WHAT TO PRODUCE
Among the records that follow, find the line with "impl<T, const N: usize> Index<usize>" and the line with "assert_eq!(Vector3f::splat(4.0), Vector::new([4.0, 4.0, 4.0]));". Set down those lines and all lines between them exactly, without adding anything.
═══ SOURCE MATERIAL
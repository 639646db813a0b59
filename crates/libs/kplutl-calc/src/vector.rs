use crate::{
    cast::NumericCast,
    ops::{impl_approx, impl_binary_op, impl_elementwise, impl_neg},
    Error,
};
use kplutl_kern::Element;
use std::{
    fmt::{Display, Formatter},
    ops::{Index, IndexMut},
};

/// Fixed-size vector of `N` elements of type `T`.
///
/// The length is part of the type, operations between vectors of different
/// lengths do not compile. `+ - * /` are elementwise and run through the
/// kernels bound to `T` (see [`kplutl_kern::Element`]).
#[repr(transparent)]
#[derive(Debug, Clone, Copy, PartialEq, Eq, Hash)]
pub struct Vector<T, const N: usize>(pub(crate) [T; N]);

/// Two-dimensional single precision vector.
pub type Vector2f = Vector<f32, 2>;
/// Three-dimensional single precision vector.
pub type Vector3f = Vector<f32, 3>;
/// Four-dimensional single precision vector.
pub type Vector4f = Vector<f32, 4>;

static_assertions::assert_eq_size!(Vector4f, [f32; 4]);
static_assertions::assert_eq_align!(Vector4f, f32);

impl<T, const N: usize> Vector<T, N> {
    const NON_EMPTY: () = assert!(N > 0, "a vector holds at least one element");

    /// Number of elements.
    pub const DIM: usize = N;

    /// Creates a vector from exactly `N` values.
    #[inline]
    pub const fn new(data: [T; N]) -> Self {
        #[allow(clippy::let_unit_value)]
        let () = Self::NON_EMPTY;
        Self(data)
    }

    /// Returns the elements as a slice.
    #[inline]
    pub const fn as_slice(&self) -> &[T] { &self.0 }

    /// Returns the elements as a mutable slice.
    #[inline]
    pub fn as_mut_slice(&mut self) -> &mut [T] { &mut self.0 }

    /// Returns the underlying array.
    #[inline]
    pub const fn as_array(&self) -> &[T; N] { &self.0 }

    /// Returns the underlying array mutably.
    #[inline]
    pub fn as_mut_array(&mut self) -> &mut [T; N] { &mut self.0 }

    /// Consumes the vector, returning the underlying array.
    #[inline]
    pub fn into_array(self) -> [T; N] { self.0 }

    /// Returns a raw pointer to the first element.
    ///
    /// The pointer is valid for `N` reads while the vector is alive and not
    /// moved. Writing through it is undefined behaviour, use
    /// [`Vector::as_mut_ptr`].
    #[inline]
    pub const fn as_ptr(&self) -> *const T { self.0.as_ptr() }

    /// Returns a mutable raw pointer to the first element.
    ///
    /// The pointer is valid for `N` reads and writes while the vector is
    /// exclusively borrowed; no other reference to the vector may be used
    /// during that time.
    #[inline]
    pub fn as_mut_ptr(&mut self) -> *mut T { self.0.as_mut_ptr() }

    /// Returns an iterator over the elements.
    #[inline]
    pub fn iter(&self) -> std::slice::Iter<'_, T> { self.0.iter() }

    /// Returns an iterator over mutable references to the elements.
    #[inline]
    pub fn iter_mut(&mut self) -> std::slice::IterMut<'_, T> { self.0.iter_mut() }
}

impl<T: Copy, const N: usize> Vector<T, N> {
    /// Creates a vector with all elements set to `value`.
    #[inline]
    pub const fn splat(value: T) -> Self { Self::new([value; N]) }

    /// Elementwise cast of a raw buffer of another scalar type.
    pub fn cast_from<S: NumericCast<T>>(src: &[S; N]) -> Self {
        Self::new(std::array::from_fn(|i| src[i].cast()))
    }

    /// Elementwise cast to another scalar type, with `as` semantics.
    pub fn cast<S: Copy>(&self) -> Vector<S, N>
    where
        T: NumericCast<S>,
    {
        Vector::new(std::array::from_fn(|i| self.0[i].cast()))
    }
}

impl<T: Element, const N: usize> Vector<T, N> {
    /// Creates a vector with all elements set to zero.
    #[inline]
    pub fn zeros() -> Self { Self::splat(T::zero()) }

    /// Creates a vector from a slice holding exactly `N` values.
    pub fn try_from_slice(values: &[T]) -> Result<Self, Error> {
        if values.len() != N {
            log::debug!(
                "Rejected vector initializer: {} values for {} elements",
                values.len(),
                N
            );
            return Err(Error::DimensionMismatch {
                expected: N,
                actual: values.len(),
            });
        }
        let mut data = [T::zero(); N];
        data.copy_from_slice(values);
        Ok(Self::new(data))
    }

    /// Creates a vector from an iterator yielding exactly `N` values.
    ///
    /// At most `N + 1` values are pulled, so unbounded iterators are rejected
    /// as well. The count reported on error saturates at `N + 1`.
    pub fn try_from_iter<I: IntoIterator<Item = T>>(iter: I) -> Result<Self, Error> {
        let mut data = [T::zero(); N];
        let mut count = 0;
        for value in iter.into_iter().take(N + 1) {
            if let Some(slot) = data.get_mut(count) {
                *slot = value;
            }
            count += 1;
        }
        if count != N {
            log::debug!("Rejected vector initializer: {} values for {} elements", count, N);
            return Err(Error::DimensionMismatch {
                expected: N,
                actual: count,
            });
        }
        Ok(Self::new(data))
    }

    /// Runs a binary kernel against `rhs` into a fresh vector.
    #[inline]
    pub(crate) fn zip_kernel(&self, rhs: &Self, kernel: impl FnOnce(&mut [T], &[T], &[T])) -> Self {
        let mut out = Self::zeros();
        kernel(&mut out.0, &self.0, &rhs.0);
        out
    }

    /// Runs a unary kernel into a fresh vector.
    #[inline]
    pub(crate) fn map_kernel(&self, kernel: impl FnOnce(&mut [T], &[T])) -> Self {
        let mut out = Self::zeros();
        kernel(&mut out.0, &self.0);
        out
    }
}

impl_binary_op!(Add, add, Vector<T, N>);
impl_binary_op!(Sub, sub, Vector<T, N>);
impl_binary_op!(Mul, mul, Vector<T, N>);
impl_binary_op!(Div, div, Vector<T, N>);
impl_neg!(Vector<T, N>);
impl_elementwise!(Vector<T, N>);
impl_approx!(Vector<T, N>);

macro_rules! impl_scalar_lhs {
    ($($s:ty),*) => {
        $(
            impl<const N: usize> std::ops::Add<Vector<$s, N>> for $s {
                type Output = Vector<$s, N>;

                fn add(self, rhs: Vector<$s, N>) -> Self::Output { Vector::splat(self) + rhs }
            }

            impl<const N: usize> std::ops::Sub<Vector<$s, N>> for $s {
                type Output = Vector<$s, N>;

                fn sub(self, rhs: Vector<$s, N>) -> Self::Output { Vector::splat(self) - rhs }
            }

            impl<const N: usize> std::ops::Mul<Vector<$s, N>> for $s {
                type Output = Vector<$s, N>;

                fn mul(self, rhs: Vector<$s, N>) -> Self::Output { Vector::splat(self) * rhs }
            }

            impl<const N: usize> std::ops::Div<Vector<$s, N>> for $s {
                type Output = Vector<$s, N>;

                fn div(self, rhs: Vector<$s, N>) -> Self::Output { Vector::splat(self) / rhs }
            }
        )*
    };
}

impl_scalar_lhs!(f32, f64, i8, i16, i32, i64, i128, isize, u8, u16, u32, u64, u128, usize);

impl<T: Element, const N: usize> Default for Vector<T, N> {
    fn default() -> Self { Self::zeros() }
}

impl<T, const N: usize> From<[T; N]> for Vector<T, N> {
    fn from(data: [T; N]) -> Self { Self::new(data) }
}

impl<T, const N: usize> From<Vector<T, N>> for [T; N] {
    fn from(v: Vector<T, N>) -> Self { v.0 }
}

impl<T, const N: usize> AsRef<[T]> for Vector<T, N> {
    fn as_ref(&self) -> &[T] { &self.0 }
}

impl<T, const N: usize> AsMut<[T]> for Vector<T, N> {
    fn as_mut(&mut self) -> &mut [T] { &mut self.0 }
}

impl<T, const N: usize> Index<usize> for Vector<T, N> {
    type Output = T;

    #[inline]
    fn index(&self, index: usize) -> &Self::Output { &self.0[index] }
}

impl<T, const N: usize> IndexMut<usize> for Vector<T, N> {
    #[inline]
    fn index_mut(&mut self, index: usize) -> &mut Self::Output { &mut self.0[index] }
}

impl<T, const N: usize> IntoIterator for Vector<T, N> {
    type Item = T;
    type IntoIter = std::array::IntoIter<T, N>;

    fn into_iter(self) -> Self::IntoIter { self.0.into_iter() }
}

impl<'a, T, const N: usize> IntoIterator for &'a Vector<T, N> {
    type Item = &'a T;
    type IntoIter = std::slice::Iter<'a, T>;

    fn into_iter(self) -> Self::IntoIter { self.0.iter() }
}

// SAFETY: `Vector` is `repr(transparent)` over `[T; N]`.
unsafe impl<T: bytemuck::Zeroable, const N: usize> bytemuck::Zeroable for Vector<T, N> {}

// SAFETY: `Vector` is `repr(transparent)` over `[T; N]`, which has no padding.
unsafe impl<T: bytemuck::Pod, const N: usize> bytemuck::Pod for Vector<T, N> {}

impl<T: bytemuck::Pod, const N: usize> Vector<T, N> {
    /// Returns the raw bytes of the vector, e.g. for a GPU upload.
    pub fn as_bytes(&self) -> &[u8] { bytemuck::bytes_of(self) }
}

impl<T: Display, const N: usize> Display for Vector<T, N> {
    fn fmt(&self, f: &mut Formatter<'_>) -> std::fmt::Result {
        write!(f, "( ")?;
        for (i, x) in self.0.iter().enumerate() {
            if i > 0 {
                write!(f, ", ")?;
            }
            write!(f, "{}", x)?;
        }
        write!(f, " )")
    }
}

#[cfg(test)]
mod tests {
    use super::*;
    use crate::ops::{abs, pow, sqrt};
    use approx::assert_relative_eq;
    use proptest::prelude::*;

    #[test]
    fn construction() {
        let a = Vector::new([1.0f32, 2.0, 3.0]);
        assert_eq!(Vector3f::splat(4.0), Vector::new([4.0, 4.0, 4.0]));
        assert_eq!(Vector3f::from([1.0, 2.0, 3.0]), a);
        assert_eq!(Vector3f::try_from_slice(&[1.0, 2.0, 3.0]).unwrap(), a);
        assert_eq!(Vector3f::try_from_iter(vec![1.0, 2.0, 3.0]).unwrap(), a);
        assert_eq!(Vector3f::default(), Vector3f::zeros());
        assert_eq!(Vector4f::DIM, 4);
    }

    #[test]
    fn construction_rejects_wrong_counts() {
        assert_eq!(
            Vector3f::try_from_slice(&[1.0, 2.0]),
            Err(Error::DimensionMismatch {
                expected: 3,
                actual: 2
            })
        );
        assert_eq!(
            Vector::<i32, 2>::try_from_iter(0..5),
            Err(Error::DimensionMismatch {
                expected: 2,
                actual: 3
            })
        );
        assert!(Vector::<u8, 1>::try_from_iter(std::iter::empty()).is_err());
    }

    #[test]
    fn unbounded_iterator_is_rejected() {
        assert_eq!(
            Vector3f::try_from_iter(std::iter::repeat(1.0)),
            Err(Error::DimensionMismatch {
                expected: 3,
                actual: 4
            })
        );
        let mut source = 0..;
        assert!(Vector::<u32, 2>::try_from_iter(source.by_ref()).is_err());
        assert_eq!(source.next(), Some(3));
    }

    #[test]
    fn casting() {
        let raw = [4.7f64, -5.2, 6.0];
        let v = Vector::<i32, 3>::cast_from(&raw);
        assert_eq!(v, Vector::new([4, -5, 6]));
        assert_eq!(v.cast::<f32>(), Vector::new([4.0, -5.0, 6.0]));
        assert_eq!(Vector::new([300i32, -1, 7]).cast::<u8>(), Vector::new([44, 255, 7]));
    }

    #[test]
    fn arithmetic() {
        let v1 = Vector3f::new([1.0, 2.0, 3.0]);
        let v2 = Vector3f::new([4.0, 5.0, 6.0]);
        assert_eq!(v1 + v2, Vector::new([5.0, 7.0, 9.0]));
        assert_eq!(v1 - v2, Vector::new([-3.0, -3.0, -3.0]));
        assert_eq!(v1 * v2, Vector::new([4.0, 10.0, 18.0]));
        assert_relative_eq!(v1 / v2, Vector::new([0.25, 0.4, 0.5]));
        assert_eq!(&v1 + &v2, v1 + v2);
        assert_eq!(v1 + &v2, &v1 + v2);
        assert_eq!(-v1, Vector::new([-1.0, -2.0, -3.0]));
    }

    #[test]
    fn scalar_arithmetic() {
        let v = Vector::new([2, 4, 8]);
        assert_eq!(v + 1, Vector::new([3, 5, 9]));
        assert_eq!(v - 1, Vector::new([1, 3, 7]));
        assert_eq!(v * 2, Vector::new([4, 8, 16]));
        assert_eq!(v / 2, Vector::new([1, 2, 4]));
        assert_eq!(1 + v, Vector::new([3, 5, 9]));
        assert_eq!(10 - v, Vector::new([8, 6, 2]));
        assert_eq!(2 * v, Vector::new([4, 8, 16]));
        assert_eq!(16 / v, Vector::new([8, 4, 2]));
    }

    #[test]
    fn compound_assignment() {
        let mut v = Vector::new([1.0f64, 2.0, 3.0]);
        v += Vector::splat(1.0);
        assert_eq!(v, Vector::new([2.0, 3.0, 4.0]));
        v -= 1.0;
        assert_eq!(v, Vector::new([1.0, 2.0, 3.0]));
        v *= Vector::new([3.0, 2.0, 1.0]);
        assert_eq!(v, Vector::new([3.0, 4.0, 3.0]));
        v /= 2.0;
        assert_eq!(v, Vector::new([1.5, 2.0, 1.5]));
        v *= &Vector::splat(2.0);
        assert_eq!(v, Vector::new([3.0, 4.0, 3.0]));
    }

    #[test]
    fn elementwise_math() {
        assert_eq!(abs(&Vector3f::new([-1.0, -2.0, -3.0])), Vector::new([1.0, 2.0, 3.0]));
        assert_eq!(sqrt(&Vector3f::new([4.0, 9.0, 16.0])), Vector::new([2.0, 3.0, 4.0]));
        assert_eq!(
            pow(&Vector::new([2u32, 3, 4]), &Vector::new([3, 2, 0])),
            Vector::new([8, 9, 1])
        );
    }

    #[test]
    fn indexing_and_views() {
        let mut v = Vector::new([1, 2, 3, 4]);
        v[2] = 7;
        assert_eq!(v[2], 7);
        assert_eq!(v.as_slice(), &[1, 2, 7, 4]);
        v.as_mut_slice()[0] = 0;
        assert_eq!(v.into_array(), [0, 2, 7, 4]);
        assert_eq!(v.iter().sum::<i32>(), 13);
        assert_eq!(Vector4f::splat(1.0).as_bytes().len(), 16);
    }

    #[test]
    fn display() {
        assert_eq!(format!("{}", Vector::new([1, 2, 3])), "( 1, 2, 3 )");
        assert_eq!(format!("{}", Vector::new([0.5f32])), "( 0.5 )");
    }

    proptest! {
        #[test]
        fn add_commutes(a in prop::array::uniform4(-1.0e6f32..1.0e6),
                        b in prop::array::uniform4(-1.0e6f32..1.0e6)) {
            let (a, b) = (Vector::new(a), Vector::new(b));
            prop_assert_eq!(a + b, b + a);
        }

        #[test]
        fn sub_anti_commutes(a in prop::array::uniform3(-1000i32..1000),
                             b in prop::array::uniform3(-1000i32..1000)) {
            let (a, b) = (Vector::new(a), Vector::new(b));
            prop_assert_eq!(a - b, -(b - a));
            let (a, b) = (a.cast::<f64>(), b.cast::<f64>());
            prop_assert_eq!(a - b, -(b - a));
        }

        #[test]
        fn iterator_matches_literal(a in prop::array::uniform4(-1.0e6f32..1.0e6)) {
            prop_assert_eq!(Vector4f::try_from_iter(a.iter().copied()).unwrap(), Vector::new(a));
        }
    }
}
══════
YOUR SOLUTION
impl<T, const N: usize> Index<usize> for Vector<T, N> {
    type Output = T;

    #[inline]
    fn index(&self, index: usize) -> &Self::Output { &self.0[index] }
}

impl<T, const N: usize> IndexMut<usize> for Vector<T, N> {
    #[inline]
    fn index_mut(&mut self, index: usize) -> &mut Self::Output { &mut self.0[index] }
}

impl<T, const N: usize> IntoIterator for Vector<T, N> {
    type Item = T;
    type IntoIter = std::array::IntoIter<T, N>;

    fn into_iter(self) -> Self::IntoIter { self.0.into_iter() }
}

impl<'a, T, const N: usize> IntoIterator for &'a Vector<T, N> {
    type Item = &'a T;
    type IntoIter = std::slice::Iter<'a, T>;

    fn into_iter(self) -> Self::IntoIter { self.0.iter() }
}

// SAFETY: `Vector` is `repr(transparent)` over `[T; N]`.
unsafe impl<T: bytemuck::Zeroable, const N: usize> bytemuck::Zeroable for Vector<T, N> {}

// SAFETY: `Vector` is `repr(transparent)` over `[T; N]`, which has no padding.
unsafe impl<T: bytemuck::Pod, const N: usize> bytemuck::Pod for Vector<T, N> {}

impl<T: bytemuck::Pod, const N: usize> Vector<T, N> {
    /// Returns the raw bytes of the vector, e.g. for a GPU upload.
    pub fn as_bytes(&self) -> &[u8] { bytemuck::bytes_of(self) }
}

impl<T: Display, const N: usize> Display for Vector<T, N> {
    fn fmt(&self, f: &mut Formatter<'_>) -> std::fmt::Result {
        write!(f, "( ")?;
        for (i, x) in self.0.iter().enumerate() {
            if i > 0 {
                write!(f, ", ")?;
            }
            write!(f, "{}", x)?;
        }
        write!(f, " )")
    }
}

#[cfg(test)]
mod tests {
    use super::*;
    use crate::ops::{abs, pow, sqrt};
    use approx::assert_relative_eq;
    use proptest::prelude::*;

    #[test]
    fn construction() {
        let a = Vector::new([1.0f32, 2.0, 3.0]);
        assert_eq!(Vector3f::splat(4.0), Vector::new([4.0, 4.0, 4.0]));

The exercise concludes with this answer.